### DATA UNDER STUDY
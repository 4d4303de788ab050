//! Harmony Server
//!
//! Accepts client connections and serves each one with its own task. All
//! tasks share one session handler behind a mutex, so requests are applied
//! to the registry one at a time.

use std::net::SocketAddr;
use std::sync::atomic::{AtomicU64, Ordering};
use std::sync::Arc;
use thiserror::Error;
use tokio::net::{TcpListener, TcpStream};
use tokio::sync::{mpsc, watch, Mutex, RwLock};

use super::connection::{Connection, ConnectionError};
use super::NetworkConfig;
use crate::session::{ConnId, SearchStrategy, SessionEvent, SessionHandler};

/// Server errors
#[derive(Error, Debug)]
pub enum ServerError {
    #[error("IO error: {0}")]
    Io(#[from] std::io::Error),

    #[error("Connection error: {0}")]
    Connection(#[from] ConnectionError),

    #[error("Server already running")]
    AlreadyRunning,

    #[error("Server not running")]
    NotRunning,

    #[error("Bind failed: {0}")]
    BindFailed(String),
}

pub type ServerResult<T> = Result<T, ServerError>;

/// Events emitted by the server
#[derive(Debug, Clone)]
pub enum ServerEvent {
    /// Server started
    Started { bind_addr: SocketAddr },
    /// A new connection was accepted
    ClientConnected { addr: SocketAddr, conn: ConnId },
    /// A connection ended
    ClientDisconnected {
        addr: SocketAddr,
        conn: ConnId,
        reason: String,
    },
    /// Session lifecycle change caused by a connection
    Session { addr: SocketAddr, event: SessionEvent },
    /// Server stopped
    Stopped,
    /// Error occurred
    Error { message: String },
}

/// Harmony Server
pub struct Server {
    /// Server configuration
    config: NetworkConfig,
    /// Registry and strategy shared by every connection task
    handler: Arc<Mutex<SessionHandler>>,
    /// Event sender
    event_tx: mpsc::Sender<ServerEvent>,
    /// Event receiver (for consumers)
    event_rx: Option<mpsc::Receiver<ServerEvent>>,
    /// Shutdown signal for the accept loop and connection tasks
    shutdown_tx: Option<watch::Sender<bool>>,
    /// Whether the server is running
    running: Arc<RwLock<bool>>,
    /// Address actually bound
    local_addr: Option<SocketAddr>,
}

impl Server {
    /// Create a new server
    pub fn new(config: NetworkConfig, strategy: Box<dyn SearchStrategy>) -> Self {
        let (event_tx, event_rx) = mpsc::channel(256);
        let handler = SessionHandler::new(config.max_clients, strategy);

        Self {
            config,
            handler: Arc::new(Mutex::new(handler)),
            event_tx,
            event_rx: Some(event_rx),
            shutdown_tx: None,
            running: Arc::new(RwLock::new(false)),
            local_addr: None,
        }
    }

    /// Take the event receiver (can only be called once)
    pub fn take_event_receiver(&mut self) -> Option<mpsc::Receiver<ServerEvent>> {
        self.event_rx.take()
    }

    /// Start the server and return the bound address
    pub async fn start(&mut self) -> ServerResult<SocketAddr> {
        {
            let running = self.running.read().await;
            if *running {
                return Err(ServerError::AlreadyRunning);
            }
        }

        let bind_addr = format!("{}:{}", self.config.bind_address, self.config.port);
        let listener = TcpListener::bind(&bind_addr).await.map_err(|e| {
            ServerError::BindFailed(format!("Failed to bind to {}: {}", bind_addr, e))
        })?;

        let local_addr = listener.local_addr()?;
        self.local_addr = Some(local_addr);
        tracing::info!("Server listening on {}", local_addr);

        let (shutdown_tx, mut shutdown_rx) = watch::channel(false);
        self.shutdown_tx = Some(shutdown_tx);

        {
            let mut running = self.running.write().await;
            *running = true;
        }

        publish(&self.event_tx, ServerEvent::Started { bind_addr: local_addr });

        let handler = self.handler.clone();
        let event_tx = self.event_tx.clone();
        let running = self.running.clone();
        let max_frame_size = self.config.max_frame_size;
        let next_conn = Arc::new(AtomicU64::new(1));

        // Spawn the accept loop
        tokio::spawn(async move {
            loop {
                tokio::select! {
                    result = listener.accept() => {
                        match result {
                            Ok((stream, addr)) => {
                                let conn = ConnId(next_conn.fetch_add(1, Ordering::Relaxed));
                                tracing::info!("New connection from {} ({})", addr, conn);

                                let handler = handler.clone();
                                let event_tx = event_tx.clone();
                                let shutdown_rx = shutdown_rx.clone();

                                tokio::spawn(async move {
                                    handle_client(
                                        stream,
                                        addr,
                                        conn,
                                        handler,
                                        event_tx,
                                        shutdown_rx,
                                        max_frame_size,
                                    ).await;
                                });
                            }
                            Err(e) => {
                                tracing::error!("Accept error: {}", e);
                                publish(&event_tx, ServerEvent::Error { message: e.to_string() });
                            }
                        }
                    }
                    _ = shutdown_rx.changed() => {
                        tracing::info!("Server shutdown requested");
                        break;
                    }
                }
            }

            let mut running = running.write().await;
            *running = false;

            publish(&event_tx, ServerEvent::Stopped);
        });

        Ok(local_addr)
    }

    /// Stop the server and every connection task
    pub async fn stop(&mut self) -> ServerResult<()> {
        {
            let running = self.running.read().await;
            if !*running {
                return Err(ServerError::NotRunning);
            }
        }

        if let Some(tx) = self.shutdown_tx.take() {
            let _ = tx.send(true);
        }

        let mut running = self.running.write().await;
        *running = false;

        Ok(())
    }

    /// Address the listener is bound to, once started
    pub fn local_addr(&self) -> Option<SocketAddr> {
        self.local_addr
    }

    /// Number of currently registered clients
    pub async fn client_count(&self) -> usize {
        self.handler.lock().await.registry().client_count()
    }

    /// Check if the server is running
    pub async fn is_running(&self) -> bool {
        *self.running.read().await
    }
}

/// Events are best effort; a slow or absent consumer never stalls a session.
fn publish(event_tx: &mpsc::Sender<ServerEvent>, event: ServerEvent) {
    if let Err(e) = event_tx.try_send(event) {
        tracing::trace!("Dropped server event: {}", e);
    }
}

/// Serve one connection until it closes, fails, or the client unregisters
async fn handle_client(
    stream: TcpStream,
    addr: SocketAddr,
    conn_id: ConnId,
    handler: Arc<Mutex<SessionHandler>>,
    event_tx: mpsc::Sender<ServerEvent>,
    mut shutdown_rx: watch::Receiver<bool>,
    max_frame_size: usize,
) {
    let mut conn = Connection::new(stream, addr).with_max_frame_size(max_frame_size);

    publish(&event_tx, ServerEvent::ClientConnected { addr, conn: conn_id });

    // Strict request/response: read one message, answer it, repeat.
    let disconnect_reason = loop {
        let result = tokio::select! {
            result = conn.recv() => result,
            _ = shutdown_rx.changed() => break "Server shutting down".to_string(),
        };

        let outcome = match result {
            Ok(message) => handler.lock().await.handle(conn_id, message),
            Err(ConnectionError::Protocol(e)) => handler.lock().await.reject(conn_id, &e),
            Err(ConnectionError::Closed) => break "Connection closed".to_string(),
            Err(e) => break format!("Error: {}", e),
        };

        for event in outcome.events {
            publish(&event_tx, ServerEvent::Session { addr, event });
        }

        if let Err(e) = conn.send(&outcome.response).await {
            break format!("Send error: {}", e);
        }

        if outcome.close {
            break "Client unregistered".to_string();
        }
    };

    // Clean up
    if let Some(event) = handler.lock().await.disconnect(conn_id) {
        publish(&event_tx, ServerEvent::Session { addr, event });
    }

    let stats = conn.stats();
    tracing::info!(
        "{} ({}) disconnected: {} ({} requests, {} responses)",
        addr,
        conn_id,
        disconnect_reason,
        stats.messages_received,
        stats.messages_sent
    );
    publish(
        &event_tx,
        ServerEvent::ClientDisconnected {
            addr,
            conn: conn_id,
            reason: disconnect_reason,
        },
    );

    let _ = conn.close().await;
}
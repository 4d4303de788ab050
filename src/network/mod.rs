//! Network module - Handles TCP communication between clients and the server
//!
//! Provides:
//! - Server for accepting client connections and serving sessions
//! - Tuning client for registering and exchanging variables
//! - Length-prefixed message framing shared by both sides

mod client;
mod connection;
mod server;

pub use client::*;
pub use connection::*;
pub use server::*;

use std::net::SocketAddr;
use std::time::Duration;

/// Largest frame accepted by default (1 MB)
pub const DEFAULT_MAX_FRAME_SIZE: usize = 1024 * 1024;

/// Configuration for network operations
#[derive(Debug, Clone)]
pub struct NetworkConfig {
    /// Port to listen on or connect to
    pub port: u16,
    /// Address the server binds to
    pub bind_address: String,
    /// Size of the client id pool
    pub max_clients: u32,
    /// Connection timeout in milliseconds
    pub connect_timeout_ms: u64,
    /// Client read timeout in milliseconds (0 waits forever)
    pub read_timeout_ms: u64,
    /// Maximum frame size
    pub max_frame_size: usize,
}

impl Default for NetworkConfig {
    fn default() -> Self {
        Self {
            port: crate::protocol::DEFAULT_PORT,
            bind_address: "0.0.0.0".to_string(),
            max_clients: 1024,
            connect_timeout_ms: 5000,
            read_timeout_ms: 30_000,
            max_frame_size: DEFAULT_MAX_FRAME_SIZE,
        }
    }
}

impl NetworkConfig {
    pub fn new(port: u16) -> Self {
        Self {
            port,
            ..Default::default()
        }
    }

    pub fn with_bind_address(mut self, bind_address: impl Into<String>) -> Self {
        self.bind_address = bind_address.into();
        self
    }

    pub fn with_max_clients(mut self, max_clients: u32) -> Self {
        self.max_clients = max_clients;
        self
    }

    pub fn connect_timeout(&self) -> Duration {
        Duration::from_millis(self.connect_timeout_ms)
    }

    pub fn read_timeout(&self) -> Option<Duration> {
        (self.read_timeout_ms > 0).then(|| Duration::from_millis(self.read_timeout_ms))
    }
}

/// Resolve a hostname to a socket address
pub async fn resolve_host(host: &str, port: u16) -> std::io::Result<SocketAddr> {
    use tokio::net::lookup_host;

    let addr_string = format!("{}:{}", host, port);
    let mut addrs = lookup_host(&addr_string).await?;

    addrs.next().ok_or_else(|| {
        std::io::Error::new(
            std::io::ErrorKind::NotFound,
            format!("Could not resolve host: {}", host),
        )
    })
}

#[cfg(test)]
mod tests {
    use super::*;

    #[test]
    fn test_read_timeout_zero_disables() {
        let mut config = NetworkConfig::default();
        assert_eq!(config.read_timeout(), Some(Duration::from_secs(30)));
        config.read_timeout_ms = 0;
        assert_eq!(config.read_timeout(), None);
    }

    #[tokio::test]
    async fn test_resolve_localhost() {
        let addr = resolve_host("127.0.0.1", 1977).await.unwrap();
        assert_eq!(addr.port(), 1977);
    }
}
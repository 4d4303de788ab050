//! Client-side variable binding
//!
//! The table of variables a client process tunes. Each entry keeps the live
//! value the application reads and a shadow slot where values from the server
//! wait until the application pulls them.

use std::collections::HashMap;

use clap::ValueEnum;
use serde::{Deserialize, Serialize};
use thiserror::Error;

use crate::protocol::{check_string, CodecError, LengthField, VarDef, VarKind, VarValue};

/// Binding errors
#[derive(Error, Debug, Clone, PartialEq, Eq)]
pub enum BindingError {
    #[error("Unknown variable: {0}")]
    UnknownVariable(String),

    #[error("Variable already bound: {0}")]
    DuplicateVariable(String),

    #[error("Variable {name:?} is {expected}, got {found}")]
    TypeMismatch {
        name: String,
        expected: VarKind,
        found: VarKind,
    },

    #[error("Invalid variable: {0}")]
    Invalid(#[from] CodecError),
}

pub type BindingResult<T> = Result<T, BindingError>;

/// How a client brings server values into its live variables
#[derive(Debug, Clone, Copy, Default, PartialEq, Eq, Serialize, Deserialize, ValueEnum)]
#[serde(rename_all = "lowercase")]
pub enum PullMode {
    /// Send VAR_REQ and apply the reply
    #[default]
    Request,
    /// Apply values the server already pushed into the shadow slots
    Signal,
}

/// Position of a bound variable in its table
#[derive(Debug, Clone, Copy, PartialEq, Eq, Hash)]
pub struct VarHandle(usize);

/// Ordered set of locally bound variables
#[derive(Debug, Default)]
pub struct VariableTable {
    vars: Vec<VarDef>,
    index: HashMap<String, usize>,
}

impl VariableTable {
    pub fn new() -> Self {
        Self::default()
    }

    /// Bind a new variable starting at the zero value of `kind`
    pub fn bind(&mut self, name: &str, kind: VarKind) -> BindingResult<VarHandle> {
        self.bind_value(name, kind.default_value())
    }

    /// Bind a new variable with an initial value
    pub fn bind_value(&mut self, name: &str, initial: VarValue) -> BindingResult<VarHandle> {
        if self.index.contains_key(name) {
            return Err(BindingError::DuplicateVariable(name.to_string()));
        }
        let var = VarDef::new(name, initial);
        var.validate()?;

        let handle = VarHandle(self.vars.len());
        self.index.insert(name.to_string(), handle.0);
        self.vars.push(var);
        Ok(handle)
    }

    /// Drop the most recent binding, used when the server refuses it
    pub fn unbind_last(&mut self) -> Option<VarDef> {
        let var = self.vars.pop()?;
        self.index.remove(&var.name);
        Some(var)
    }

    pub fn handle(&self, name: &str) -> BindingResult<VarHandle> {
        self.index
            .get(name)
            .map(|&i| VarHandle(i))
            .ok_or_else(|| BindingError::UnknownVariable(name.to_string()))
    }

    pub fn get(&self, handle: VarHandle) -> BindingResult<&VarDef> {
        self.vars
            .get(handle.0)
            .ok_or_else(|| BindingError::UnknownVariable(format!("#{}", handle.0)))
    }

    pub fn by_name(&self, name: &str) -> BindingResult<&VarDef> {
        self.get(self.handle(name)?)
    }

    /// Live value of a variable
    pub fn value(&self, handle: VarHandle) -> BindingResult<&VarValue> {
        self.get(handle).map(|v| &v.value)
    }

    /// Change the live value; the shadow is left alone
    pub fn set(&mut self, handle: VarHandle, value: VarValue) -> BindingResult<()> {
        let var = self.slot(handle, &value)?;
        var.value = value;
        Ok(())
    }

    /// Stage values from the server into the shadow slots
    pub fn stage_all(&mut self, updates: &[VarDef]) -> BindingResult<usize> {
        self.apply(updates, |var, value| var.shadow = value)
    }

    /// Write values from the server straight into the live slots
    pub fn apply_all(&mut self, updates: &[VarDef]) -> BindingResult<usize> {
        self.apply(updates, |var, value| {
            var.shadow = value.clone();
            var.value = value;
        })
    }

    /// Copy every shadow into its live value
    pub fn pull_all(&mut self) {
        self.vars.iter_mut().for_each(VarDef::pull);
    }

    /// Live values of every variable, in binding order
    pub fn snapshot(&self) -> Vec<VarDef> {
        self.vars
            .iter()
            .map(|v| VarDef::new(v.name.clone(), v.value.clone()))
            .collect()
    }

    pub fn iter(&self) -> impl Iterator<Item = &VarDef> {
        self.vars.iter()
    }

    pub fn len(&self) -> usize {
        self.vars.len()
    }

    pub fn is_empty(&self) -> bool {
        self.vars.is_empty()
    }

    fn slot(&mut self, handle: VarHandle, value: &VarValue) -> BindingResult<&mut VarDef> {
        self.get(handle)?;
        let var = &mut self.vars[handle.0];
        check_kind(var, value)?;
        if let VarValue::String(s) = value {
            check_string(s, LengthField::U32)?;
        }
        Ok(var)
    }

    /// All names and kinds are checked before anything is written
    fn apply<F>(&mut self, updates: &[VarDef], mut write: F) -> BindingResult<usize>
    where
        F: FnMut(&mut VarDef, VarValue),
    {
        let mut targets = Vec::with_capacity(updates.len());
        for update in updates {
            let i = self.handle(&update.name)?.0;
            check_kind(&self.vars[i], &update.value)?;
            targets.push(i);
        }
        for (i, update) in targets.into_iter().zip(updates) {
            write(&mut self.vars[i], update.value.clone());
        }
        Ok(updates.len())
    }
}

fn check_kind(var: &VarDef, value: &VarValue) -> BindingResult<()> {
    if var.kind() != value.kind() {
        return Err(BindingError::TypeMismatch {
            name: var.name.clone(),
            expected: var.kind(),
            found: value.kind(),
        });
    }
    Ok(())
}
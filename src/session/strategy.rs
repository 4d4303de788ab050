//! Search strategy interface
//!
//! The server consults a strategy whenever a session's variables or
//! performance change. Optimisers plug in here; the crate only ships
//! [`HoldStrategy`].

use crate::protocol::VarDef;

use super::ClientId;

/// Decides which values a session should try next
pub trait SearchStrategy: Send {
    /// Short name used in logs
    fn name(&self) -> &str;

    /// A client declared a new variable
    fn variable_registered(&mut self, _client: ClientId, _var: &VarDef) {}

    /// A client reported performance for the point it is currently running
    fn performance_reported(&mut self, _client: ClientId, _point: &[VarDef], _performance: i32) {}

    /// Values the client should switch to; an empty list keeps the current point
    fn next_values(&mut self, _client: ClientId, _current: &[VarDef]) -> Vec<VarDef> {
        Vec::new()
    }

    /// The client's session ended and anything held for it can be released
    fn client_revoked(&mut self, _client: ClientId) {}
}

/// Keeps whatever values the session already holds
#[derive(Debug, Default, Clone, Copy)]
pub struct HoldStrategy;

impl SearchStrategy for HoldStrategy {
    fn name(&self) -> &str {
        "hold"
    }
}

/// Look up a shipped strategy by the name it reports
pub fn strategy_by_name(name: &str) -> Option<Box<dyn SearchStrategy>> {
    match name {
        "hold" => Some(Box::new(HoldStrategy)),
        _ => None,
    }
}
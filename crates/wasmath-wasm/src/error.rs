//! Status codes returned by the checked exports.
//!
//! Hosts cannot receive a Rust `Result`, so each error variant of
//! `wasmath-core` is mapped to a stable integer code.

use wasmath_core::error::{ApproximationError, ArithmeticError};

/// Status code of a `try_*` export. `Ok` is the only success value.
#[repr(i32)]
#[derive(Debug, Clone, Copy, PartialEq, Eq)]
pub enum ErrorCode {
    /// The result was written to the output pointer.
    Ok = 0,
    /// Integer division with a zero divisor
    DivisionByZero = 1,
    /// The exact result does not fit in 32 bits
    Overflow = 2,
    /// The operation is undefined for negative input
    NegativeInput = 3,
    /// NaN or infinite input
    NonFiniteInput = 4,
    /// The approximation hit its iteration cap
    DidNotConverge = 5,
    /// Invalid approximation settings
    InvalidConfiguration = 6,
    /// A required pointer argument was null
    NullPointer = 7,
}

impl ErrorCode {
    /// The integer handed to the host.
    pub fn code(self) -> i32 {
        self as i32
    }
}

impl From<&ArithmeticError> for ErrorCode {
    fn from(err: &ArithmeticError) -> Self {
        match err {
            ArithmeticError::DivisionByZero { .. } => ErrorCode::DivisionByZero,
            ArithmeticError::Overflow { .. } => ErrorCode::Overflow,
            ArithmeticError::NegativeInput { .. } => ErrorCode::NegativeInput,
        }
    }
}

impl From<&ApproximationError> for ErrorCode {
    fn from(err: &ApproximationError) -> Self {
        match err {
            ApproximationError::NegativeInput { .. } => ErrorCode::NegativeInput,
            ApproximationError::NonFiniteInput { .. } => ErrorCode::NonFiniteInput,
            ApproximationError::MaxIterationsReached { .. } => ErrorCode::DidNotConverge,
            ApproximationError::InvalidConfiguration { .. } => ErrorCode::InvalidConfiguration,
        }
    }
}

/// Writes a successful result through `out` and returns the status code.
///
/// # Safety
///
/// `out` must be null or valid for a write of `T`.
pub(crate) unsafe fn write_result<T, E>(result: Result<T, E>, out: *mut T) -> i32
where
    for<'a> ErrorCode: From<&'a E>,
    E: std::fmt::Display,
{
    if out.is_null() {
        log::warn!("null output pointer passed to a checked export");
        return ErrorCode::NullPointer.code();
    }
    match result {
        Ok(value) => {
            // SAFETY: `out` is non-null and the caller guarantees it is writable.
            unsafe { out.write(value) };
            ErrorCode::Ok.code()
        }
        Err(err) => {
            log::debug!("checked export failed: {}", err);
            ErrorCode::from(&err).code()
        }
    }
}

#[cfg(test)]
mod tests {
    use super::*;

    #[test]
    fn test_error_conversion() {
        assert_eq!(
            ErrorCode::from(&ArithmeticError::division_by_zero(3)),
            ErrorCode::DivisionByZero
        );
        assert_eq!(
            ErrorCode::from(&ArithmeticError::overflow("add", "1, 2")),
            ErrorCode::Overflow
        );
        assert_eq!(
            ErrorCode::from(&ApproximationError::max_iterations_reached(10, 1.0, 1e-6)),
            ErrorCode::DidNotConverge
        );
        assert_eq!(
            ErrorCode::from(&ApproximationError::NonFiniteInput { value: f64::NAN }),
            ErrorCode::NonFiniteInput
        );
    }

    #[test]
    fn test_codes_are_stable() {
        assert_eq!(ErrorCode::Ok.code(), 0);
        assert_eq!(ErrorCode::DivisionByZero.code(), 1);
        assert_eq!(ErrorCode::Overflow.code(), 2);
        assert_eq!(ErrorCode::NegativeInput.code(), 3);
        assert_eq!(ErrorCode::NonFiniteInput.code(), 4);
        assert_eq!(ErrorCode::DidNotConverge.code(), 5);
        assert_eq!(ErrorCode::InvalidConfiguration.code(), 6);
        assert_eq!(ErrorCode::NullPointer.code(), 7);
    }

    #[test]
    fn test_write_result_null_pointer() {
        let code = unsafe { write_result::<i32, ArithmeticError>(Ok(1), std::ptr::null_mut()) };
        assert_eq!(code, ErrorCode::NullPointer.code());
    }
}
######
Among the entries above, the lines between the ones containing "if let Err(e) = event_tx.try_send(event)" and "let disconnect_reason = loop", inclusive, are to be transcribed exactly. No other line is to be given.

EXERCISE RESPONSE:
    if let Err(e) = event_tx.try_send(event) {
        tracing::trace!("Dropped server event: {}", e);
    }
}

/// Serve one connection until it closes, fails, or the client unregisters
async fn handle_client(
    stream: TcpStream,
    addr: SocketAddr,
    conn_id: ConnId,
    handler: Arc<Mutex<SessionHandler>>,
    event_tx: mpsc::Sender<ServerEvent>,
    mut shutdown_rx: watch::Receiver<bool>,
    max_frame_size: usize,
) {
    let mut conn = Connection::new(stream, addr).with_max_frame_size(max_frame_size);

    publish(&event_tx, ServerEvent::ClientConnected { addr, conn: conn_id });

    // Strict request/response: read one message, answer it, repeat.
    let disconnect_reason = loop {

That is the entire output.